No interior dos jornais, logo após os textos explicativos fornecidos por agências internacionais a partir de artigo publicado na revista Science, alguns especialistas reduzem o impacto das manchetes.
A rigor, segundo especialistas citados pelos jornais, os cientistas financiados pela empresa americana Synthetic Genomics não criaram vida a partir do nada.

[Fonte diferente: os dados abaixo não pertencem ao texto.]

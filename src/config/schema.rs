use crate::error::ConfigError;
use directories::UserDirs;
use serde::{Deserialize, Serialize};
use std::fs;
use std::path::{Path, PathBuf};

/// Config file looked up in the current directory.
pub const LOCAL_CONFIG_FILE: &str = "phasegate.toml";
/// Directory under `$HOME` holding the user-level config.
pub const USER_CONFIG_DIR: &str = ".phasegate";

// ── Top-level config ──────────────────────────────────────────────

#[derive(Debug, Clone, Default, Serialize, Deserialize)]
pub struct Config {
    /// Path the config was read from - computed, not serialized
    #[serde(skip)]
    pub config_path: Option<PathBuf>,

    #[serde(default)]
    pub scheduler: SchedulerConfig,

    #[serde(default)]
    pub runner: RunnerConfig,

    #[serde(default)]
    pub gates: GatesConfig,

    #[serde(default)]
    pub storage: StorageConfig,

    #[serde(default)]
    pub logging: LoggingConfig,
}

// ── Scheduler ────────────────────────────────────────────────────

#[derive(Debug, Clone, Serialize, Deserialize)]
pub struct SchedulerConfig {
    /// Parallel worker bound per phase (0 = logical CPUs, minimum 2)
    #[serde(default)]
    pub max_workers: usize,
    /// Raise the run cancellation signal on Ctrl-C (default: true)
    #[serde(default = "default_true")]
    pub cancel_on_ctrl_c: bool,
}

impl Default for SchedulerConfig {
    fn default() -> Self {
        Self {
            max_workers: 0,
            cancel_on_ctrl_c: true,
        }
    }
}

impl SchedulerConfig {
    /// Effective worker bound: explicit value, else logical CPUs, never below 2.
    pub fn effective_max_workers(&self) -> usize {
        if self.max_workers > 0 {
            return self.max_workers;
        }
        std::thread::available_parallelism()
            .map_or(2, std::num::NonZeroUsize::get)
            .max(2)
    }
}

// ── Runner ───────────────────────────────────────────────────────

#[derive(Debug, Clone, Serialize, Deserialize)]
pub struct RunnerConfig {
    /// In-memory cap per captured stream (default: 1 MiB)
    #[serde(default = "default_max_output_bytes")]
    pub max_output_bytes: usize,
    /// Grace period between SIGTERM and SIGKILL on timeout
    #[serde(default = "default_kill_grace_ms")]
    pub kill_grace_ms: u64,
    /// Task timeout when the contract declares none
    #[serde(default = "default_task_timeout_ms")]
    pub default_timeout_ms: u64,
    /// Attempts for evidence writes before the task fails
    #[serde(default = "default_evidence_retries")]
    pub evidence_retries: u32,
}

fn default_max_output_bytes() -> usize {
    1_048_576
}

fn default_kill_grace_ms() -> u64 {
    2_000
}

fn default_task_timeout_ms() -> u64 {
    600_000
}

fn default_evidence_retries() -> u32 {
    3
}

impl Default for RunnerConfig {
    fn default() -> Self {
        Self {
            max_output_bytes: default_max_output_bytes(),
            kill_grace_ms: default_kill_grace_ms(),
            default_timeout_ms: default_task_timeout_ms(),
            evidence_retries: default_evidence_retries(),
        }
    }
}

// ── Gates ────────────────────────────────────────────────────────

/// What a failing non-blocking gate does to the phase it guards.
#[derive(Debug, Clone, Copy, PartialEq, Eq, Serialize, Deserialize, Default, strum::Display)]
#[serde(rename_all = "kebab-case")]
#[strum(serialize_all = "kebab-case")]
pub enum NonBlockingFailure {
    /// Record the failure; the phase runs normally.
    #[default]
    Record,
    /// A failing pre-gate skips the phase's tasks; the run continues.
    SkipPhase,
}

#[derive(Debug, Clone, Serialize, Deserialize)]
pub struct GatesConfig {
    /// Gate evaluation timeout when the gate declares none
    #[serde(default = "default_gate_timeout_ms")]
    pub timeout_ms: u64,
    #[serde(default)]
    pub non_blocking_failure: NonBlockingFailure,
}

fn default_gate_timeout_ms() -> u64 {
    60_000
}

impl Default for GatesConfig {
    fn default() -> Self {
        Self {
            timeout_ms: default_gate_timeout_ms(),
            non_blocking_failure: NonBlockingFailure::default(),
        }
    }
}

// ── Storage ──────────────────────────────────────────────────────

#[derive(Debug, Clone, Serialize, Deserialize)]
pub struct StorageConfig {
    /// Root holding `evidence/` and `reports/` (`~` is expanded)
    #[serde(default = "default_state_dir")]
    pub state_dir: String,
}

fn default_state_dir() -> String {
    ".".into()
}

impl Default for StorageConfig {
    fn default() -> Self {
        Self {
            state_dir: default_state_dir(),
        }
    }
}

impl StorageConfig {
    pub fn state_root(&self) -> PathBuf {
        PathBuf::from(shellexpand::tilde(&self.state_dir).into_owned())
    }

    pub fn evidence_dir(&self) -> PathBuf {
        self.state_root().join("evidence")
    }

    pub fn reports_dir(&self) -> PathBuf {
        self.state_root().join("reports")
    }
}

// ── Logging ──────────────────────────────────────────────────────

#[derive(Debug, Clone, Serialize, Deserialize)]
pub struct LoggingConfig {
    /// trace | debug | info | warn | error
    #[serde(default = "default_log_level")]
    pub level: String,
    /// Observer backend: "log" or "none"
    #[serde(default = "default_observer")]
    pub observer: String,
}

fn default_log_level() -> String {
    "info".into()
}

fn default_observer() -> String {
    "log".into()
}

impl Default for LoggingConfig {
    fn default() -> Self {
        Self {
            level: default_log_level(),
            observer: default_observer(),
        }
    }
}

fn default_true() -> bool {
    true
}

// ── Loading ──────────────────────────────────────────────────────

impl Config {
    /// Load from `explicit`, else `./phasegate.toml`, else
    /// `~/.phasegate/config.toml`, else defaults; then apply env overrides.
    pub fn load(explicit: Option<&Path>) -> Result<Self, ConfigError> {
        let mut config = match Self::resolve_path(explicit)? {
            Some(path) => Self::from_file(&path)?,
            None => Self::default(),
        };
        config.apply_env_overrides();
        config.validate()?;
        Ok(config)
    }

    fn resolve_path(explicit: Option<&Path>) -> Result<Option<PathBuf>, ConfigError> {
        if let Some(path) = explicit {
            if !path.is_file() {
                return Err(ConfigError::Load(format!(
                    "config file not found: {}",
                    path.display()
                )));
            }
            return Ok(Some(path.to_path_buf()));
        }

        let local = PathBuf::from(LOCAL_CONFIG_FILE);
        if local.is_file() {
            return Ok(Some(local));
        }

        let user = UserDirs::new()
            .map(|u| u.home_dir().join(USER_CONFIG_DIR).join("config.toml"))
            .filter(|path| path.is_file());
        Ok(user)
    }

    pub fn from_file(path: &Path) -> Result<Self, ConfigError> {
        let contents = fs::read_to_string(path)?;
        let mut config: Self = toml::from_str(&contents)
            .map_err(|e| ConfigError::Load(format!("{}: {e}", path.display())))?;
        config.config_path = Some(path.to_path_buf());
        Ok(config)
    }

    /// Apply environment variable overrides to config
    pub fn apply_env_overrides(&mut self) {
        if let Ok(workers) = std::env::var("PHASEGATE_MAX_WORKERS") {
            match workers.trim().parse::<usize>() {
                Ok(n) => self.scheduler.max_workers = n,
                Err(_) => tracing::warn!("Ignoring invalid PHASEGATE_MAX_WORKERS: {workers}"),
            }
        }

        if let Ok(dir) = std::env::var("PHASEGATE_STATE_DIR") {
            if !dir.is_empty() {
                self.storage.state_dir = dir;
            }
        }

        if let Ok(level) = std::env::var("PHASEGATE_LOG") {
            if !level.is_empty() {
                self.logging.level = level;
            }
        }
    }

    pub fn validate(&self) -> Result<(), ConfigError> {
        if self.runner.max_output_bytes == 0 {
            return Err(ConfigError::Validation(
                "runner.max_output_bytes must be positive".into(),
            ));
        }
        if self.runner.default_timeout_ms == 0 {
            return Err(ConfigError::Validation(
                "runner.default_timeout_ms must be positive".into(),
            ));
        }
        if self.gates.timeout_ms == 0 {
            return Err(ConfigError::Validation(
                "gates.timeout_ms must be positive".into(),
            ));
        }
        if self.storage.state_dir.trim().is_empty() {
            return Err(ConfigError::Validation(
                "storage.state_dir must not be empty".into(),
            ));
        }
        parse_level(&self.logging.level)?;
        Ok(())
    }

    pub fn log_level(&self) -> tracing::Level {
        parse_level(&self.logging.level).unwrap_or(tracing::Level::INFO)
    }
}

fn parse_level(level: &str) -> Result<tracing::Level, ConfigError> {
    level
        .parse::<tracing::Level>()
        .map_err(|_| ConfigError::Validation(format!("unknown log level `{level}`")))
}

O que eles fizeram foi mapear rigorosamente o DNA de uma bactéria, guardar essas informações em um computador e depois introduzi-las em uma célula de uma bactéria de outra espécie ‘esvaziada’ de material genético.

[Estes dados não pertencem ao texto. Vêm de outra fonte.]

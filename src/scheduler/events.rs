use crate::report::ExecutionResult;

/// Messages from task workers to the phase owner. `slot` is the task's
/// declared index within its phase.
#[derive(Debug)]
pub enum TaskEvent {
    Started { slot: usize },
    Finished { slot: usize, result: ExecutionResult },
}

Reativada com as informações armazenadas no computador, a bactéria que estava inativa voltou à vida e suas células se reproduziram, replicando as características impressas pelos pesquisadores.
Vida inteligente
Trata-se, segundo alguns especialistas citados pelos jornais, de uma espetacular façanha técnica, mas não de uma revolução científica, como fazem crer as manchetes.
O líder da equipe de pesquisadores é o geneticista americano James Craig Venter, um dos autores do projeto Genoma e também dono da empresa que irá se beneficiar da patente gerada pelo projeto, o que pode contaminar sua avaliação científica.
Mesmo com sua enorme importância para o conhecimento humano, a proeza dos cientistas da Synthetic Genomics ainda não significa, como dão a entender os jornais, a criação sintética de vida – o que remete a certo vício da imprensa.
Seja em relação à ciência, à economia ou à política, os jornais seguem mapeando a história a partir de fatos espetaculosos, como se coubesse à imprensa determinar onde devam se situar os grandes eventos da humanidade.
Talvez seja mesmo mais fácil criar vida sintética nas páginas do jornal do que encontrar vida inteligente no mundo real.